## [Exercise directions]
Starting at the line below holding "const LATEST_STEP_FILE: &str" and stopping at the line holding "pub fn config_path(&self)", print every line exactly, both ends included, and leave the rest out.

## [Excerpted records]
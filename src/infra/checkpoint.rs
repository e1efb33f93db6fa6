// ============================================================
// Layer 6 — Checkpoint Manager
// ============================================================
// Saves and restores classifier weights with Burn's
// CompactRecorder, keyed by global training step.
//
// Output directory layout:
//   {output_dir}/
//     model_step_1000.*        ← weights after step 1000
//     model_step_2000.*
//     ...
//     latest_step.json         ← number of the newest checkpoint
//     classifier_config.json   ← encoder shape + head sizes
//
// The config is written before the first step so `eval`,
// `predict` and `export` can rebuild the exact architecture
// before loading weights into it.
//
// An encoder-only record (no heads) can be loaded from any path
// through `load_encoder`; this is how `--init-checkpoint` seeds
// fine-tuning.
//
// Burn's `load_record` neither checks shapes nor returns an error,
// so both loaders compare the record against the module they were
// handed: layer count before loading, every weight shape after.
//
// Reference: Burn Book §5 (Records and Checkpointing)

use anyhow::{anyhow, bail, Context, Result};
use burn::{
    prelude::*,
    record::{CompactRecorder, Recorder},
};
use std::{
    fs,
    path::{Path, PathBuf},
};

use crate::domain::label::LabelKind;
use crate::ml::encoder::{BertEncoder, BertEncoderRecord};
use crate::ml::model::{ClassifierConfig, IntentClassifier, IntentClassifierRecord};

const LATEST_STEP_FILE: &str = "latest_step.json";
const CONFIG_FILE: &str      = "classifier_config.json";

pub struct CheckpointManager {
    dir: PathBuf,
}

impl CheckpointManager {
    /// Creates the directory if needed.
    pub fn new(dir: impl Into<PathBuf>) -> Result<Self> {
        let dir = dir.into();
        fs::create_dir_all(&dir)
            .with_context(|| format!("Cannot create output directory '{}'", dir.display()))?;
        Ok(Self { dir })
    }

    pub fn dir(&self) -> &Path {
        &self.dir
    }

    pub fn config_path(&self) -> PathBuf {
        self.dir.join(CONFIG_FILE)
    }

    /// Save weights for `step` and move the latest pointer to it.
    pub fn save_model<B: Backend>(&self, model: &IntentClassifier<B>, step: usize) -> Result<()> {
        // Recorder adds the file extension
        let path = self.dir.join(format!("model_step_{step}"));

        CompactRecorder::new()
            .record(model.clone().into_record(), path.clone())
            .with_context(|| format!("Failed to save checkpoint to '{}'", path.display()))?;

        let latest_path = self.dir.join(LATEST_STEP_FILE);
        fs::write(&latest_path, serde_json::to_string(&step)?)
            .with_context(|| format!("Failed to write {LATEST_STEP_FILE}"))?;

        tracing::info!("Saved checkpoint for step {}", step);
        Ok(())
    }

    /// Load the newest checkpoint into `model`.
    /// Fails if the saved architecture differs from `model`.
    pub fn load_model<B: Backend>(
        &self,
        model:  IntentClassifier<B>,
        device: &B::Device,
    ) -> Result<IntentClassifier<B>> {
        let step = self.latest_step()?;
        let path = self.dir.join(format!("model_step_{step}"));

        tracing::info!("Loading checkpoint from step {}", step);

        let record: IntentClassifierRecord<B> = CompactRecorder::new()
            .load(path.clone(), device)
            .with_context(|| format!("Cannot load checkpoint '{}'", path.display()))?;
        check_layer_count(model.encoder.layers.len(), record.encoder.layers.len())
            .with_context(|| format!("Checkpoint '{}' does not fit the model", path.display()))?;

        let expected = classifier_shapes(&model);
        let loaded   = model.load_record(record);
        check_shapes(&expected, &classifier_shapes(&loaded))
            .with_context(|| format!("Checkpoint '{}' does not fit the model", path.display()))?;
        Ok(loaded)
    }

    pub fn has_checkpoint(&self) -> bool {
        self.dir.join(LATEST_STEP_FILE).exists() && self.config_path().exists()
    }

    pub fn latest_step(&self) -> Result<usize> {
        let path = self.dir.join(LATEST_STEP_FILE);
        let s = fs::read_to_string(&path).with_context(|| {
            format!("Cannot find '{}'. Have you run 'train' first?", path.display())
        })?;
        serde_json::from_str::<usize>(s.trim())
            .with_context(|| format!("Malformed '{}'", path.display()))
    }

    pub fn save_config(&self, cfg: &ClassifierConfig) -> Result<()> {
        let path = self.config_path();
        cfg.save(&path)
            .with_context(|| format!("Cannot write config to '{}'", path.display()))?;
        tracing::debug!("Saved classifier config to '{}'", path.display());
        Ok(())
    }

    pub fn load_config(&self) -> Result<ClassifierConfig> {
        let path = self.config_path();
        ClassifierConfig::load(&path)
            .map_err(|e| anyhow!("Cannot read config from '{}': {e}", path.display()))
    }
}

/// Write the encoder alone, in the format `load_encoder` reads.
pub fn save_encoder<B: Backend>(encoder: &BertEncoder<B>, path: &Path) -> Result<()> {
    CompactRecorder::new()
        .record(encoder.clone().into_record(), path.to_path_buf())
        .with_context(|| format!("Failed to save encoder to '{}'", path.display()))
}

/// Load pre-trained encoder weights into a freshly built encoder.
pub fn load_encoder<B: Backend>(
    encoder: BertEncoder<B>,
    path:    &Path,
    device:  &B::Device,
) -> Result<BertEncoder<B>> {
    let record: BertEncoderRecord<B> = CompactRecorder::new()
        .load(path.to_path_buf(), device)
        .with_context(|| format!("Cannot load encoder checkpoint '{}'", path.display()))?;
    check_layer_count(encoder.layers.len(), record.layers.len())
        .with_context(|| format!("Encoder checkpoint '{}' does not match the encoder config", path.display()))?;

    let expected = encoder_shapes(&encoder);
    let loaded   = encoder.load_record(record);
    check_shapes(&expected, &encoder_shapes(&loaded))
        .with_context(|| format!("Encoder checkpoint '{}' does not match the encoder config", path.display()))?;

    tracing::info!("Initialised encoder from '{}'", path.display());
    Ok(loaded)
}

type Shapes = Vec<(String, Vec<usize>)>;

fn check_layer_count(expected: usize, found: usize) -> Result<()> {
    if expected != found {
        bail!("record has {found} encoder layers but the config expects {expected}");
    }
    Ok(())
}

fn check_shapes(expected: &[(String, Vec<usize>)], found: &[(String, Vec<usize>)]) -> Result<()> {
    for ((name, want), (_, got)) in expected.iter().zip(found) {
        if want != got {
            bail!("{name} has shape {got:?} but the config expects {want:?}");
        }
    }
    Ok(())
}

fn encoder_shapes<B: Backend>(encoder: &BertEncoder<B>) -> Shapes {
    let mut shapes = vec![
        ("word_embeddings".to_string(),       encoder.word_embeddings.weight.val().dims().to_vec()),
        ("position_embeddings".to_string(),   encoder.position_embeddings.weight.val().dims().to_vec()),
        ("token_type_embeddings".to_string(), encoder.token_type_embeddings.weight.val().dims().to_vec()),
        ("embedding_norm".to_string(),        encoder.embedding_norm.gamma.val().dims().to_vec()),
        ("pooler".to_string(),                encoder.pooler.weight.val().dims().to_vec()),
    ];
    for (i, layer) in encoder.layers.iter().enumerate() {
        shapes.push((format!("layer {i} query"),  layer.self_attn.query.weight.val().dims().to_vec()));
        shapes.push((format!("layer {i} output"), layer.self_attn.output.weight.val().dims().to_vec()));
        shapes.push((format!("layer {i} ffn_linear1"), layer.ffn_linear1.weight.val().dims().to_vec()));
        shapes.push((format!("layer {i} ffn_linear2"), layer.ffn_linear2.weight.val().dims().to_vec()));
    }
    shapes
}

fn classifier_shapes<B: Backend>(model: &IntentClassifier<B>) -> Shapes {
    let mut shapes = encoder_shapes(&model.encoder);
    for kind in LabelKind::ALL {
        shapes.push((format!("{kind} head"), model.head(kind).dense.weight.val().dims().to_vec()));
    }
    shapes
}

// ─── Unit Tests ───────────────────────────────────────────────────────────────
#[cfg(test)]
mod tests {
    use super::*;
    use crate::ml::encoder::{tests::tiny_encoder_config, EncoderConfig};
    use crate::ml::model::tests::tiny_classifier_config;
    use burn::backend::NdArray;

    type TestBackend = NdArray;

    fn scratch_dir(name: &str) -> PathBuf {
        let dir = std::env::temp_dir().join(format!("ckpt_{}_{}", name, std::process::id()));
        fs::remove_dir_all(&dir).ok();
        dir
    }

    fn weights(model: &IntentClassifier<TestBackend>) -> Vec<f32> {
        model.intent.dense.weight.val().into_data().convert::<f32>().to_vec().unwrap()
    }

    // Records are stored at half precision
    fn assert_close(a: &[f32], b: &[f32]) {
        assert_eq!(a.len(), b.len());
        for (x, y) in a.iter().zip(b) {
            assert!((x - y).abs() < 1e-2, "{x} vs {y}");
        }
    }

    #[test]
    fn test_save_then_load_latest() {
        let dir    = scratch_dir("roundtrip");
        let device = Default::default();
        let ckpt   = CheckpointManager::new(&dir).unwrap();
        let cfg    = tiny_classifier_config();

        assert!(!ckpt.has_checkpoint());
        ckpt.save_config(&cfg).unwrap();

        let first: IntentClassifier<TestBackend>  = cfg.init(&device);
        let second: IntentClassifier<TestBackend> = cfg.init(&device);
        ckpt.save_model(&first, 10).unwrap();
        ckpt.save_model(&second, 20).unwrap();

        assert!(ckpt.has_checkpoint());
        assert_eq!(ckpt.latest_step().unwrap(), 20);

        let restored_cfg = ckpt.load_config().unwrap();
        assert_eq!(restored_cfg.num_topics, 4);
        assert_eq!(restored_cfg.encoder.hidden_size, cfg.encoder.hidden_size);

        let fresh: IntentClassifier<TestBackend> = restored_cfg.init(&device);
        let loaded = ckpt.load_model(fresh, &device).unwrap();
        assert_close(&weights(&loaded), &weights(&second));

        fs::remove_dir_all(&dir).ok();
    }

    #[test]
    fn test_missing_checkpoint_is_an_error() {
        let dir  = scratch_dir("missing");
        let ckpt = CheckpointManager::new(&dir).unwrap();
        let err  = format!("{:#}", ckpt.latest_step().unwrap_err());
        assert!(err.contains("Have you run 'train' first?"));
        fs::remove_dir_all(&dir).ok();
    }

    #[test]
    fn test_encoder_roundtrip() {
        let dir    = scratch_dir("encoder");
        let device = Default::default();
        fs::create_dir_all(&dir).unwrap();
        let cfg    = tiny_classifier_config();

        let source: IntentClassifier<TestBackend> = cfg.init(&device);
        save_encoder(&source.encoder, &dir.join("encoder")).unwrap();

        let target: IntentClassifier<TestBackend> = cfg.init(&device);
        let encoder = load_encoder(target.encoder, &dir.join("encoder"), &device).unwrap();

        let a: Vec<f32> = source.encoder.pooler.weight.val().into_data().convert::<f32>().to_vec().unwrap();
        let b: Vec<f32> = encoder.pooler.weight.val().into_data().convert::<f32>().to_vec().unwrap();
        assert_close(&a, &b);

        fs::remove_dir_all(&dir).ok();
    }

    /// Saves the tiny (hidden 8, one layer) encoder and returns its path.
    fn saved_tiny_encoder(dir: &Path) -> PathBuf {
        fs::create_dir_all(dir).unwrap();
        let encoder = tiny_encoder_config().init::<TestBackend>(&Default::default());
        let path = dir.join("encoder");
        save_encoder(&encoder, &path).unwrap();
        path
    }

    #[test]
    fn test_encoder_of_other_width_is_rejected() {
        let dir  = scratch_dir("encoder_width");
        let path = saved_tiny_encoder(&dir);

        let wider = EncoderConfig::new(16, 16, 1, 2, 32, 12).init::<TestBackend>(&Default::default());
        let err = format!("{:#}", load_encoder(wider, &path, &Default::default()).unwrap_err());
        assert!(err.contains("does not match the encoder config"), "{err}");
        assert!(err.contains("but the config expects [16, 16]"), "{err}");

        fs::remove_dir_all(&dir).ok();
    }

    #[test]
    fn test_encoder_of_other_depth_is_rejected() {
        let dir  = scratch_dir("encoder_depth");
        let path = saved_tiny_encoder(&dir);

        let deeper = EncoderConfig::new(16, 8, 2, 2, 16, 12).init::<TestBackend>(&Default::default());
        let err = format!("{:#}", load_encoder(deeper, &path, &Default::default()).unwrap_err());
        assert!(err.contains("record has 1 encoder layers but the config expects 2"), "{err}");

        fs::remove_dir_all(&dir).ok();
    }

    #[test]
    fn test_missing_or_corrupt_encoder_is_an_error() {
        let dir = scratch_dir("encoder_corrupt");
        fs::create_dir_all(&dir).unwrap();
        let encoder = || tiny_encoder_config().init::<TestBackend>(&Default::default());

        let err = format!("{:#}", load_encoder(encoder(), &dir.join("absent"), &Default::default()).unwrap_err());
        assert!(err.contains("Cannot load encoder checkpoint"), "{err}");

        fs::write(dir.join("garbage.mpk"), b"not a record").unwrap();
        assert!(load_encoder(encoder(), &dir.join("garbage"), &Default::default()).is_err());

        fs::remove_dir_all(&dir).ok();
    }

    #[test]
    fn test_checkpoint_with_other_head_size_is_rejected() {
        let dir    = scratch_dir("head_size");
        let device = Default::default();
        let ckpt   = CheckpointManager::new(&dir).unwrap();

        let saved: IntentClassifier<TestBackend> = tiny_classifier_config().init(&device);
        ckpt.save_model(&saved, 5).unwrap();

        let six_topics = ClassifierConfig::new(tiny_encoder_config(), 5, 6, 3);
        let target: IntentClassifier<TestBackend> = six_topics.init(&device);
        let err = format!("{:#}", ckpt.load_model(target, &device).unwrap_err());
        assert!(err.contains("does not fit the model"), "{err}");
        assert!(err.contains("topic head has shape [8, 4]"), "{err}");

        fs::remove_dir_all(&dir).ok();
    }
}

---

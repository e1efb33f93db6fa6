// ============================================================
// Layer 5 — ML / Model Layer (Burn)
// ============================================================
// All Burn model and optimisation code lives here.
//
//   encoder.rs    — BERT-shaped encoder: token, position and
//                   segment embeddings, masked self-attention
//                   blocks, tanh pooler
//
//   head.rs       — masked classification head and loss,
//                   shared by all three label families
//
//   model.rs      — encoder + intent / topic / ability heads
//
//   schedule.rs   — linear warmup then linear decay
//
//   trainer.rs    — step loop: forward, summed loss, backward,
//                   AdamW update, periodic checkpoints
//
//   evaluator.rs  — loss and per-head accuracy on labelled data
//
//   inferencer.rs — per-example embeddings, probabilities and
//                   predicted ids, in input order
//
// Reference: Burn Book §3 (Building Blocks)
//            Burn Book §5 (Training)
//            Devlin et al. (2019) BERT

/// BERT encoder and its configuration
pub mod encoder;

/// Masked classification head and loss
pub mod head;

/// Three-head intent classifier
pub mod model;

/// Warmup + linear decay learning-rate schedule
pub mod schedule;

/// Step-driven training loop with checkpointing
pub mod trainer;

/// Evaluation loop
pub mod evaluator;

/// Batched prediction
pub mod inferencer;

## [Output for this task]
const LATEST_STEP_FILE: &str = "latest_step.json";
const CONFIG_FILE: &str      = "classifier_config.json";

pub struct CheckpointManager {
    dir: PathBuf,
}

impl CheckpointManager {
    /// Creates the directory if needed.
    pub fn new(dir: impl Into<PathBuf>) -> Result<Self> {
        let dir = dir.into();
        fs::create_dir_all(&dir)
            .with_context(|| format!("Cannot create output directory '{}'", dir.display()))?;
        Ok(Self { dir })
    }

    pub fn dir(&self) -> &Path {
        &self.dir
    }

    pub fn config_path(&self) -> PathBuf {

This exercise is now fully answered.